→ **What is expected**: Begin with the first line of the entries below. Copy each line exactly, stopping after the one that contains "return Ok(Vec::new());".

· · ·

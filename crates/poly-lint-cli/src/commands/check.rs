//! Check command implementation.

use anyhow::{bail, Context, Result};
use poly_lint_core::{report, InputGroup, Pipeline, SourceType};
use poly_lint_rules::default_catalog;
use serde::Deserialize;
use std::fs;

use crate::config_resolver::ConfigSource;
use crate::OutputFormat;

/// Options collected from the `check` subcommand flags.
#[derive(Debug)]
pub struct CheckOptions {
    /// Command-line file patterns; non-empty overrides the config file.
    pub patterns: Vec<String>,
    /// Force fix application on every group.
    pub fix: bool,
    /// Language-version override.
    pub ecma_version: Option<u32>,
    /// Source-interpretation override.
    pub source_type: Option<SourceType>,
    /// Output format.
    pub format: OutputFormat,
}

/// Shape of the configuration file: one `[[group]]` table per input group.
#[derive(Debug, Default, Deserialize)]
struct ConfigFile {
    #[serde(default)]
    group: Vec<InputGroup>,
}

/// Runs the check command.
pub fn run(options: &CheckOptions, source: &ConfigSource) -> Result<()> {
    let mut groups = if options.patterns.is_empty() {
        load_groups(source)?
    } else {
        vec![InputGroup::new(options.patterns.iter().cloned())]
    };

    if groups.is_empty() {
        bail!("nothing to lint: pass file patterns or declare [[group]] in poly-lint.toml");
    }

    for group in &mut groups {
        if options.fix {
            group.fix = true;
        }
        if let Some(version) = options.ecma_version {
            group.parser_options.ecma_version = Some(version);
        }
        if let Some(source_type) = options.source_type {
            group.parser_options.source_type = source_type;
        }
    }

    tracing::info!("Linting {} group(s)", groups.len());

    let catalog = default_catalog();
    let results = Pipeline::new(catalog)
        .execute(&groups)
        .context("Lint run failed")?;
    let verdict = report::aggregate(&results);

    super::output::print(&results, &verdict, options.format)?;

    // Exit with error code if there are errors
    if !verdict.ok {
        std::process::exit(1);
    }

    Ok(())
}

fn load_groups(source: &ConfigSource) -> Result<Vec<InputGroup>> {
    let Some(path) = source.path() else {
        return Ok(Vec::new());
    };
    let content = fs::read_to_string(path)
        .with_context(|| format!("Failed to read config: {}", path.display()))?;
    let file: ConfigFile = toml::from_str(&content)
        .with_context(|| format!("Failed to parse config: {}", path.display()))?;
    Ok(file.group)
}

· · ·

→ **Expected output**:
filename crates/poly-lint-cli/src/commands/check.rs
//! Check command implementation.

use anyhow::{bail, Context, Result};
use poly_lint_core::{report, InputGroup, Pipeline, SourceType};
use poly_lint_rules::default_catalog;
use serde::Deserialize;
use std::fs;

use crate::config_resolver::ConfigSource;
use crate::OutputFormat;

/// Options collected from the `check` subcommand flags.
#[derive(Debug)]
pub struct CheckOptions {
    /// Command-line file patterns; non-empty overrides the config file.
    pub patterns: Vec<String>,
    /// Force fix application on every group.
    pub fix: bool,
    /// Language-version override.
    pub ecma_version: Option<u32>,
    /// Source-interpretation override.
    pub source_type: Option<SourceType>,
    /// Output format.
    pub format: OutputFormat,
}

/// Shape of the configuration file: one `[[group]]` table per input group.
#[derive(Debug, Default, Deserialize)]
struct ConfigFile {
    #[serde(default)]
    group: Vec<InputGroup>,
}

/// Runs the check command.
pub fn run(options: &CheckOptions, source: &ConfigSource) -> Result<()> {
    let mut groups = if options.patterns.is_empty() {
        load_groups(source)?
    } else {
        vec![InputGroup::new(options.patterns.iter().cloned())]
    };

    if groups.is_empty() {
        bail!("nothing to lint: pass file patterns or declare [[group]] in poly-lint.toml");
    }

    for group in &mut groups {
        if options.fix {
            group.fix = true;
        }
        if let Some(version) = options.ecma_version {
            group.parser_options.ecma_version = Some(version);
        }
        if let Some(source_type) = options.source_type {
            group.parser_options.source_type = source_type;
        }
    }

    tracing::info!("Linting {} group(s)", groups.len());

    let catalog = default_catalog();
    let results = Pipeline::new(catalog)
        .execute(&groups)
        .context("Lint run failed")?;
    let verdict = report::aggregate(&results);

    super::output::print(&results, &verdict, options.format)?;

    // Exit with error code if there are errors
    if !verdict.ok {
        std::process::exit(1);
    }

    Ok(())
}

fn load_groups(source: &ConfigSource) -> Result<Vec<InputGroup>> {
    let Some(path) = source.path() else {
        return Ok(Vec::new());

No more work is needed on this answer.